TASK TO CARRY OUT: Read through the entries below and return each line with the word "Caption".

WORKING DATA:
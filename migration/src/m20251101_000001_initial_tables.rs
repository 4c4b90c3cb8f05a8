use sea_orm_migration::prelude::*;

#[derive(DeriveMigrationName)]
pub struct Migration;

#[async_trait::async_trait]
impl MigrationTrait for Migration {
    async fn up(&self, manager: &SchemaManager) -> Result<(), DbErr> {
        // users
        manager
            .create_table(
                Table::create()
                    .table(User::Table)
                    .if_not_exists()
                    .col(ColumnDef::new(User::Id).string().not_null().primary_key())
                    .col(ColumnDef::new(User::Email).string().not_null().unique_key())
                    .col(ColumnDef::new(User::Name).string().null())
                    .col(ColumnDef::new(User::Image).text().null())
                    .col(ColumnDef::new(User::Bio).string().null())
                    .col(
                        ColumnDef::new(User::CreatedAt)
                            .timestamp_with_time_zone()
                            .not_null(),
                    )
                    .col(
                        ColumnDef::new(User::UpdatedAt)
                            .timestamp_with_time_zone()
                            .not_null(),
                    )
                    .to_owned(),
            )
            .await?;

        // posts
        manager
            .create_table(
                Table::create()
                    .table(Post::Table)
                    .if_not_exists()
                    .col(ColumnDef::new(Post::Id).string().not_null().primary_key())
                    .col(ColumnDef::new(Post::UserId).string().null())
                    .col(ColumnDef::new(Post::ImageUrl).text().not_null())
                    .col(ColumnDef::new(Post::Caption).text().null())
                    .col(
                        ColumnDef::new(Post::CreatedAt)
                            .timestamp_with_time_zone()
                            .not_null(),
                    )
                    .col(
                        ColumnDef::new(Post::LikeCount)
                            .big_integer()
                            .not_null()
                            .default(0),
                    )
                    .col(
                        ColumnDef::new(Post::ShareCount)
                            .big_integer()
                            .not_null()
                            .default(0),
                    )
                    .foreign_key(
                        ForeignKey::create()
                            .name("fk_posts_user")
                            .from(Post::Table, Post::UserId)
                            .to(User::Table, User::Id)
                            .on_delete(ForeignKeyAction::SetNull),
                    )
                    .to_owned(),
            )
            .await?;

        // likes
        manager
            .create_table(
                Table::create()
                    .table(Like::Table)
                    .if_not_exists()
                    .col(ColumnDef::new(Like::Id).string().not_null().primary_key())
                    .col(ColumnDef::new(Like::UserId).string().not_null())
                    .col(ColumnDef::new(Like::PostId).string().not_null())
                    .col(
                        ColumnDef::new(Like::CreatedAt)
                            .timestamp_with_time_zone()
                            .not_null(),
                    )
                    .foreign_key(
                        ForeignKey::create()
                            .name("fk_likes_user")
                            .from(Like::Table, Like::UserId)
                            .to(User::Table, User::Id)
                            .on_delete(ForeignKeyAction::Cascade),
                    )
                    .foreign_key(
                        ForeignKey::create()
                            .name("fk_likes_post")
                            .from(Like::Table, Like::PostId)
                            .to(Post::Table, Post::Id)
                            .on_delete(ForeignKeyAction::Cascade),
                    )
                    .to_owned(),
            )
            .await?;

        // shares
        manager
            .create_table(
                Table::create()
                    .table(Share::Table)
                    .if_not_exists()
                    .col(ColumnDef::new(Share::Id).string().not_null().primary_key())
                    .col(ColumnDef::new(Share::UserId).string().not_null())
                    .col(ColumnDef::new(Share::PostId).string().not_null())
                    .col(
                        ColumnDef::new(Share::ShortCode)
                            .string_len(16)
                            .not_null()
                            .unique_key(),
                    )
                    .col(
                        ColumnDef::new(Share::CreatedAt)
                            .timestamp_with_time_zone()
                            .not_null(),
                    )
                    .foreign_key(
                        ForeignKey::create()
                            .name("fk_shares_user")
                            .from(Share::Table, Share::UserId)
                            .to(User::Table, User::Id)
                            .on_delete(ForeignKeyAction::Cascade),
                    )
                    .foreign_key(
                        ForeignKey::create()
                            .name("fk_shares_post")
                            .from(Share::Table, Share::PostId)
                            .to(Post::Table, Post::Id)
                            .on_delete(ForeignKeyAction::Cascade),
                    )
                    .to_owned(),
            )
            .await?;

        Ok(())
    }

    async fn down(&self, manager: &SchemaManager) -> Result<(), DbErr> {
        // 按外键依赖逆序删除
        manager
            .drop_table(Table::drop().table(Share::Table).to_owned())
            .await?;
        manager
            .drop_table(Table::drop().table(Like::Table).to_owned())
            .await?;
        manager
            .drop_table(Table::drop().table(Post::Table).to_owned())
            .await?;
        manager
            .drop_table(Table::drop().table(User::Table).to_owned())
            .await
    }
}

#[derive(DeriveIden)]
pub(crate) enum User {
    #[sea_orm(iden = "users")]
    Table,
    Id,
    Email,
    Name,
    Image,
    Bio,
    CreatedAt,
    UpdatedAt,
}

#[derive(DeriveIden)]
pub(crate) enum Post {
    #[sea_orm(iden = "posts")]
    Table,
    Id,
    UserId,
    ImageUrl,
    Caption,
    CreatedAt,
    LikeCount,
    ShareCount,
}

#[derive(DeriveIden)]
pub(crate) enum Like {
    #[sea_orm(iden = "likes")]
    Table,
    Id,
    UserId,
    PostId,
    CreatedAt,
}

#[derive(DeriveIden)]
pub(crate) enum Share {
    #[sea_orm(iden = "shares")]
    Table,
    Id,
    UserId,
    PostId,
    ShortCode,
    CreatedAt,
}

SOLVED EXERCISE:
                    .col(ColumnDef::new(Post::Caption).text().null())
    Caption,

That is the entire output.